• [Work item]
Tally how many lines in the data below include "when", then please reply with only that figure.

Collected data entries

┄┄┄┄┄┄┄┄┄┄┄┄┄┄┄┄┄┄┄┄

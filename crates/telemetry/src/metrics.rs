//! In-process execution metrics.
//!
//! Runners, sessions and endpoints record into one global registry; the CLI
//! logs a snapshot after every execution command.

use chrono::{DateTime, Utc};
use serde::{Deserialize, Serialize};
use std::sync::atomic::{AtomicU64, Ordering};

/// A counter metric.
#[derive(Debug, Default)]
pub struct Counter(AtomicU64);

impl Counter {
    pub fn new() -> Self {
        Self(AtomicU64::new(0))
    }

    pub fn inc(&self) {
        self.0.fetch_add(1, Ordering::Relaxed);
    }

    pub fn inc_by(&self, n: u64) {
        self.0.fetch_add(n, Ordering::Relaxed);
    }

    pub fn get(&self) -> u64 {
        self.0.load(Ordering::Relaxed)
    }
}

/// A gauge metric (can go up or down).
#[derive(Debug, Default)]
pub struct Gauge(AtomicU64);

impl Gauge {
    pub fn new() -> Self {
        Self(AtomicU64::new(0))
    }

    pub fn get(&self) -> u64 {
        self.0.load(Ordering::Relaxed)
    }

    pub fn inc(&self) {
        self.0.fetch_add(1, Ordering::Relaxed);
    }

    /// Saturates at zero.
    pub fn dec(&self) {
        let _ = self
            .0
            .fetch_update(Ordering::Relaxed, Ordering::Relaxed, |v| Some(v.saturating_sub(1)));
    }
}

/// Latency histogram in milliseconds.
#[derive(Debug)]
pub struct Histogram {
    /// Buckets: 10ms, 50ms, 100ms, 500ms, 1s, 5s, 30s, 1min, 5min, 30min
    buckets: [AtomicU64; 10],
    sum: AtomicU64,
    count: AtomicU64,
}

impl Default for Histogram {
    fn default() -> Self {
        Self::new()
    }
}

impl Histogram {
    const BUCKET_BOUNDS: [u64; 10] = [
        10, 50, 100, 500, 1_000, 5_000, 30_000, 60_000, 300_000, 1_800_000,
    ];

    pub fn new() -> Self {
        Self {
            buckets: Default::default(),
            sum: AtomicU64::new(0),
            count: AtomicU64::new(0),
        }
    }

    pub fn observe(&self, ms: u64) {
        self.sum.fetch_add(ms, Ordering::Relaxed);
        self.count.fetch_add(1, Ordering::Relaxed);

        let idx = Self::BUCKET_BOUNDS
            .iter()
            .position(|&bound| ms <= bound)
            .unwrap_or(Self::BUCKET_BOUNDS.len() - 1);
        self.buckets[idx].fetch_add(1, Ordering::Relaxed);
    }

    pub fn count(&self) -> u64 {
        self.count.load(Ordering::Relaxed)
    }

    pub fn sum(&self) -> u64 {
        self.sum.load(Ordering::Relaxed)
    }

    pub fn mean(&self) -> f64 {
        let count = self.count();
        if count == 0 {
            0.0
        } else {
            self.sum() as f64 / count as f64
        }
    }

    pub fn buckets(&self) -> Vec<(u64, u64)> {
        Self::BUCKET_BOUNDS
            .iter()
            .zip(self.buckets.iter())
            .map(|(&bound, count)| (bound, count.load(Ordering::Relaxed)))
            .collect()
    }
}

/// Collected metrics for pipeline execution.
#[derive(Debug, Default)]
pub struct Metrics {
    // Runners
    pub runners_started: Counter,
    pub runners_succeeded: Counter,
    pub runners_failed: Counter,
    pub active_runners: Gauge,

    // Processor objects
    pub objects_generated: Counter,
    pub objects_saved: Counter,
    pub objects_deleted: Counter,

    // Store
    pub rows_flushed: Counter,
    pub flush_errors: Counter,

    // Alerts
    pub notifications_sent: Counter,
    pub endpoint_errors: Counter,
    pub alerts_registered: Counter,

    // Latency histograms
    pub runner_latency_ms: Histogram,
    pub flush_latency_ms: Histogram,
}

impl Metrics {
    pub fn new() -> Self {
        Self::default()
    }

    /// Takes a snapshot of current metrics.
    pub fn snapshot(&self) -> MetricsSnapshot {
        MetricsSnapshot {
            timestamp: Utc::now(),
            runners_started: self.runners_started.get(),
            runners_succeeded: self.runners_succeeded.get(),
            runners_failed: self.runners_failed.get(),
            active_runners: self.active_runners.get(),
            objects_generated: self.objects_generated.get(),
            objects_saved: self.objects_saved.get(),
            objects_deleted: self.objects_deleted.get(),
            rows_flushed: self.rows_flushed.get(),
            flush_errors: self.flush_errors.get(),
            notifications_sent: self.notifications_sent.get(),
            endpoint_errors: self.endpoint_errors.get(),
            alerts_registered: self.alerts_registered.get(),
            runner_latency_mean_ms: self.runner_latency_ms.mean(),
            flush_latency_mean_ms: self.flush_latency_ms.mean(),
        }
    }
}

/// A snapshot of metrics at a point in time.
#[derive(Debug, Clone, Serialize, Deserialize)]
pub struct MetricsSnapshot {
    pub timestamp: DateTime<Utc>,
    pub runners_started: u64,
    pub runners_succeeded: u64,
    pub runners_failed: u64,
    pub active_runners: u64,
    pub objects_generated: u64,
    pub objects_saved: u64,
    pub objects_deleted: u64,
    pub rows_flushed: u64,
    pub flush_errors: u64,
    pub notifications_sent: u64,
    pub endpoint_errors: u64,
    pub alerts_registered: u64,
    pub runner_latency_mean_ms: f64,
    pub flush_latency_mean_ms: f64,
}

/// Logs the current snapshot at info level.
pub fn log_snapshot() {
    let s = metrics().snapshot();
    tracing::info!(
        runners_started = s.runners_started,
        runners_succeeded = s.runners_succeeded,
        runners_failed = s.runners_failed,
        objects_generated = s.objects_generated,
        objects_saved = s.objects_saved,
        rows_flushed = s.rows_flushed,
        notifications_sent = s.notifications_sent,
        alerts_registered = s.alerts_registered,
        runner_latency_mean_ms = s.runner_latency_mean_ms,
        "Execution metrics"
    );
}

/// Global metrics registry.
pub static METRICS: std::sync::LazyLock<Metrics> = std::sync::LazyLock::new(Metrics::new);

/// Get the global metrics instance.
pub fn metrics() -> &'static Metrics {
    &METRICS
}
//! SQLite pool wrapper.

use std::str::FromStr;
use std::sync::Arc;
use std::time::Duration;

use engine_core::{DbErrorCode, Error, Result};
use sqlx::sqlite::{SqliteConnectOptions, SqlitePool, SqlitePoolOptions};
use tracing::{debug, info};

use crate::config::StoreConfig;
use crate::registry::ModelRegistry;
use crate::session::Session;

/// Connection pool plus the models it can persist.
#[derive(Clone)]
pub struct StoreClient {
    pool: SqlitePool,
    models: Arc<ModelRegistry>,
    config: StoreConfig,
}

impl StoreClient {
    /// Opens the pool. File databases are created when missing.
    pub async fn connect(config: StoreConfig, models: ModelRegistry) -> Result<Self> {
        let options = SqliteConnectOptions::from_str(&config.url)
            .map_err(|e| Error::database(DbErrorCode::ConnectFailed, e.to_string()))?
            .create_if_missing(true)
            .busy_timeout(Duration::from_secs(config.busy_timeout_secs));

        let mut pool_options = SqlitePoolOptions::new()
            .acquire_timeout(Duration::from_secs(config.acquire_timeout_secs));

        // Each connection to `:memory:` is its own database: keep exactly one alive.
        pool_options = if config.is_memory() {
            pool_options
                .max_connections(1)
                .min_connections(1)
                .idle_timeout(None)
                .max_lifetime(None)
        } else {
            pool_options.max_connections(config.pool_size.max(1))
        };

        let pool = pool_options
            .connect_with(options)
            .await
            .map_err(|e| Error::database(DbErrorCode::ConnectFailed, e.to_string()))?;

        info!(
            url = %config.url,
            models = models.len(),
            "Connected to store"
        );

        Ok(Self {
            pool,
            models: Arc::new(models),
            config,
        })
    }

    /// Begins a transactional session.
    ///
    /// The write lock is taken up front: concurrent sessions on a file
    /// database queue for up to `busy_timeout_secs` instead of failing when
    /// a deferred reader tries to become a writer.
    pub async fn session(&self) -> Result<Session> {
        let tx = self
            .pool
            .begin_with("BEGIN IMMEDIATE")
            .await
            .map_err(|e| Error::database(DbErrorCode::ConnectFailed, e.to_string()))?;
        debug!("Session opened");
        Ok(Session::new(tx, self.models.clone()))
    }

    /// Round-trips a trivial statement.
    pub async fn ping(&self) -> Result<()> {
        sqlx::query("SELECT 1")
            .execute(&self.pool)
            .await
            .map_err(|e| Error::database(DbErrorCode::QueryFailed, e.to_string()))?;
        Ok(())
    }

    pub async fn close(&self) {
        self.pool.close().await;
    }

    pub fn pool(&self) -> &SqlitePool {
        &self.pool
    }

    pub fn models(&self) -> &ModelRegistry {
        &self.models
    }

    pub fn config(&self) -> &StoreConfig {
        &self.config
    }
}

┄┄┄┄┄┄┄┄┄┄┄┄┄┄┄┄┄┄┄┄

• [Exercise solution]
2